* [What is needed]:
Return every line of the data below word for word, including the punctuation.

* [Material provided]:
********
use axum::{
    Json,
    extract::{
        Path, Query, State,
        rejection::{JsonRejection, QueryRejection},
    },
    http::StatusCode,
};
use serde::{Deserialize, Serialize};
use tracing::{debug, instrument};
use uuid::Uuid;

use super::error::GatewayError;
use super::state::HandlerState;
use crate::cache::AnswerCache;
use crate::constants::{DEFAULT_CONTEXT_SIZE, DEFAULT_PAGE_SIZE, MAX_CONTEXT_SIZE, MAX_PAGE_SIZE};
use crate::model::{LeaderboardPage, RankedEntity};
use crate::store::ScoreStore;

#[derive(Debug, Deserialize)]
pub struct RegisterRequest {
    /// Generated when absent.
    pub id: Option<String>,
    pub name: String,
    pub score: i32,
}

#[derive(Debug, Deserialize)]
pub struct UpdateScoreRequest {
    pub score: i32,
}

#[derive(Debug, Deserialize)]
pub struct SearchQuery {
    pub name: String,
}

/// Raw window parameters. Missing, unparseable or out-of-range values fall back to defaults.
#[derive(Debug, Deserialize)]
pub struct AroundQuery {
    pub context_size: Option<String>,
}

/// Raw paging parameters. Missing, unparseable or out-of-range values fall back to defaults.
#[derive(Debug, Deserialize)]
pub struct LeaderboardQuery {
    pub page: Option<String>,
    pub page_size: Option<String>,
}

#[derive(Debug, Serialize, Deserialize, PartialEq, Eq)]
pub struct RankResponse {
    pub id: String,
    pub rank: u64,
}

fn json_body<T>(body: Result<Json<T>, JsonRejection>) -> Result<T, GatewayError> {
    body.map(|Json(value)| value)
        .map_err(|e| GatewayError::InvalidRequest(e.body_text()))
}

fn query<T>(query: Result<Query<T>, QueryRejection>) -> Result<T, GatewayError> {
    query
        .map(|Query(value)| value)
        .map_err(|e| GatewayError::InvalidRequest(e.body_text()))
}

/// Parses `raw` as a number in `1..=max`, or returns `default`.
fn numeric_param(raw: Option<&str>, max: u32, default: u32) -> u32 {
    raw.and_then(|value| value.trim().parse::<u32>().ok())
        .filter(|value| (1..=max).contains(value))
        .unwrap_or(default)
}

#[instrument(skip(state, body))]
pub async fn register_handler<S, C>(
    State(state): State<HandlerState<S, C>>,
    body: Result<Json<RegisterRequest>, JsonRejection>,
) -> Result<(StatusCode, Json<RankedEntity>), GatewayError>
where
    S: ScoreStore,
    C: AnswerCache,
{
    let request = json_body(body)?;
    let id = request.id.unwrap_or_else(|| Uuid::new_v4().to_string());

    let created = state
        .service
        .register(&id, &request.name, request.score)
        .await?;
    Ok((StatusCode::CREATED, Json(created)))
}

#[instrument(skip(state, params))]
pub async fn search_handler<S, C>(
    State(state): State<HandlerState<S, C>>,
    params: Result<Query<SearchQuery>, QueryRejection>,
) -> Result<Json<RankedEntity>, GatewayError>
where
    S: ScoreStore,
    C: AnswerCache,
{
    let SearchQuery { name } = query(params)?;
    match state.service.find_by_name(&name).await? {
        Some(found) => Ok(Json(found)),
        None => {
            debug!(name = %name, "Search found nothing");
            Err(GatewayError::NameNotFound { name })
        }
    }
}

#[instrument(skip(state))]
pub async fn record_handler<S, C>(
    State(state): State<HandlerState<S, C>>,
    Path(id): Path<String>,
) -> Result<Json<RankedEntity>, GatewayError>
where
    S: ScoreStore,
    C: AnswerCache,
{
    Ok(Json(state.service.record(&id).await?))
}

#[instrument(skip(state))]
pub async fn rank_handler<S, C>(
    State(state): State<HandlerState<S, C>>,
    Path(id): Path<String>,
) -> Result<Json<RankResponse>, GatewayError>
where
    S: ScoreStore,
    C: AnswerCache,
{
    let rank = state.service.rank(&id).await?;
    Ok(Json(RankResponse { id, rank }))
}

#[instrument(skip(state, body))]
pub async fn update_score_handler<S, C>(
    State(state): State<HandlerState<S, C>>,
    Path(id): Path<String>,
    body: Result<Json<UpdateScoreRequest>, JsonRejection>,
) -> Result<Json<RankedEntity>, GatewayError>
where
    S: ScoreStore,
    C: AnswerCache,
{
    let UpdateScoreRequest { score } = json_body(body)?;
    Ok(Json(state.service.update_score(&id, score).await?))
}

#[instrument(skip(state, params))]
pub async fn around_handler<S, C>(
    State(state): State<HandlerState<S, C>>,
    Path(id): Path<String>,
    Query(params): Query<AroundQuery>,
) -> Result<Json<LeaderboardPage>, GatewayError>
where
    S: ScoreStore,
    C: AnswerCache,
{
    let context_size = numeric_param(
        params.context_size.as_deref(),
        MAX_CONTEXT_SIZE,
        DEFAULT_CONTEXT_SIZE,
    );
    Ok(Json(state.service.page_around(&id, context_size).await?))
}

#[instrument(skip(state, params))]
pub async fn leaderboard_handler<S, C>(
    State(state): State<HandlerState<S, C>>,
    Query(params): Query<LeaderboardQuery>,
) -> Result<Json<LeaderboardPage>, GatewayError>
where
    S: ScoreStore,
    C: AnswerCache,
{
    let page = numeric_param(params.page.as_deref(), u32::MAX, 1);
    let page_size = numeric_param(params.page_size.as_deref(), MAX_PAGE_SIZE, DEFAULT_PAGE_SIZE);
    Ok(Json(state.service.page(page, page_size).await?))
}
********
* [Completed task]:
use axum::{
    Json,
    extract::{
        Path, Query, State,
        rejection::{JsonRejection, QueryRejection},
    },
    http::StatusCode,
};
use serde::{Deserialize, Serialize};
use tracing::{debug, instrument};
use uuid::Uuid;

use super::error::GatewayError;
use super::state::HandlerState;
use crate::cache::AnswerCache;
use crate::constants::{DEFAULT_CONTEXT_SIZE, DEFAULT_PAGE_SIZE, MAX_CONTEXT_SIZE, MAX_PAGE_SIZE};
use crate::model::{LeaderboardPage, RankedEntity};
use crate::store::ScoreStore;

#[derive(Debug, Deserialize)]
pub struct RegisterRequest {
    /// Generated when absent.
    pub id: Option<String>,
    pub name: String,
    pub score: i32,
}

#[derive(Debug, Deserialize)]
pub struct UpdateScoreRequest {
    pub score: i32,
}

#[derive(Debug, Deserialize)]
pub struct SearchQuery {
    pub name: String,
}

/// Raw window parameters. Missing, unparseable or out-of-range values fall back to defaults.
#[derive(Debug, Deserialize)]
pub struct AroundQuery {
    pub context_size: Option<String>,
}

/// Raw paging parameters. Missing, unparseable or out-of-range values fall back to defaults.
#[derive(Debug, Deserialize)]
pub struct LeaderboardQuery {
    pub page: Option<String>,
    pub page_size: Option<String>,
}

#[derive(Debug, Serialize, Deserialize, PartialEq, Eq)]
pub struct RankResponse {
    pub id: String,
    pub rank: u64,
}

fn json_body<T>(body: Result<Json<T>, JsonRejection>) -> Result<T, GatewayError> {
    body.map(|Json(value)| value)
        .map_err(|e| GatewayError::InvalidRequest(e.body_text()))
}

fn query<T>(query: Result<Query<T>, QueryRejection>) -> Result<T, GatewayError> {
    query
        .map(|Query(value)| value)
        .map_err(|e| GatewayError::InvalidRequest(e.body_text()))
}

/// Parses `raw` as a number in `1..=max`, or returns `default`.
fn numeric_param(raw: Option<&str>, max: u32, default: u32) -> u32 {
    raw.and_then(|value| value.trim().parse::<u32>().ok())
        .filter(|value| (1..=max).contains(value))
        .unwrap_or(default)
}

#[instrument(skip(state, body))]
pub async fn register_handler<S, C>(
    State(state): State<HandlerState<S, C>>,
    body: Result<Json<RegisterRequest>, JsonRejection>,
) -> Result<(StatusCode, Json<RankedEntity>), GatewayError>
where
    S: ScoreStore,
    C: AnswerCache,
{
    let request = json_body(body)?;
    let id = request.id.unwrap_or_else(|| Uuid::new_v4().to_string());

    let created = state
        .service
        .register(&id, &request.name, request.score)
        .await?;
    Ok((StatusCode::CREATED, Json(created)))
}

#[instrument(skip(state, params))]
pub async fn search_handler<S, C>(
    State(state): State<HandlerState<S, C>>,
    params: Result<Query<SearchQuery>, QueryRejection>,
) -> Result<Json<RankedEntity>, GatewayError>
where
    S: ScoreStore,
    C: AnswerCache,
{
    let SearchQuery { name } = query(params)?;
    match state.service.find_by_name(&name).await? {
        Some(found) => Ok(Json(found)),
        None => {
            debug!(name = %name, "Search found nothing");
            Err(GatewayError::NameNotFound { name })
        }
    }
}

#[instrument(skip(state))]
pub async fn record_handler<S, C>(
    State(state): State<HandlerState<S, C>>,
    Path(id): Path<String>,
) -> Result<Json<RankedEntity>, GatewayError>
where
    S: ScoreStore,
    C: AnswerCache,
{
    Ok(Json(state.service.record(&id).await?))
}

#[instrument(skip(state))]
pub async fn rank_handler<S, C>(
    State(state): State<HandlerState<S, C>>,
    Path(id): Path<String>,
) -> Result<Json<RankResponse>, GatewayError>
where
    S: ScoreStore,
    C: AnswerCache,
{
    let rank = state.service.rank(&id).await?;
    Ok(Json(RankResponse { id, rank }))
}

#[instrument(skip(state, body))]
pub async fn update_score_handler<S, C>(
    State(state): State<HandlerState<S, C>>,
    Path(id): Path<String>,
    body: Result<Json<UpdateScoreRequest>, JsonRejection>,
) -> Result<Json<RankedEntity>, GatewayError>
where
    S: ScoreStore,
    C: AnswerCache,
{
    let UpdateScoreRequest { score } = json_body(body)?;
    Ok(Json(state.service.update_score(&id, score).await?))
}

#[instrument(skip(state, params))]
pub async fn around_handler<S, C>(
    State(state): State<HandlerState<S, C>>,
    Path(id): Path<String>,
    Query(params): Query<AroundQuery>,
) -> Result<Json<LeaderboardPage>, GatewayError>
where
    S: ScoreStore,
    C: AnswerCache,
{
    let context_size = numeric_param(
        params.context_size.as_deref(),
        MAX_CONTEXT_SIZE,
        DEFAULT_CONTEXT_SIZE,
    );
    Ok(Json(state.service.page_around(&id, context_size).await?))
}

#[instrument(skip(state, params))]
pub async fn leaderboard_handler<S, C>(
    State(state): State<HandlerState<S, C>>,
    Query(params): Query<LeaderboardQuery>,
) -> Result<Json<LeaderboardPage>, GatewayError>
where
    S: ScoreStore,
    C: AnswerCache,
{
    let page = numeric_param(params.page.as_deref(), u32::MAX, 1);
    let page_size = numeric_param(params.page_size.as_deref(), MAX_PAGE_SIZE, DEFAULT_PAGE_SIZE);
    Ok(Json(state.service.page(page, page_size).await?))
}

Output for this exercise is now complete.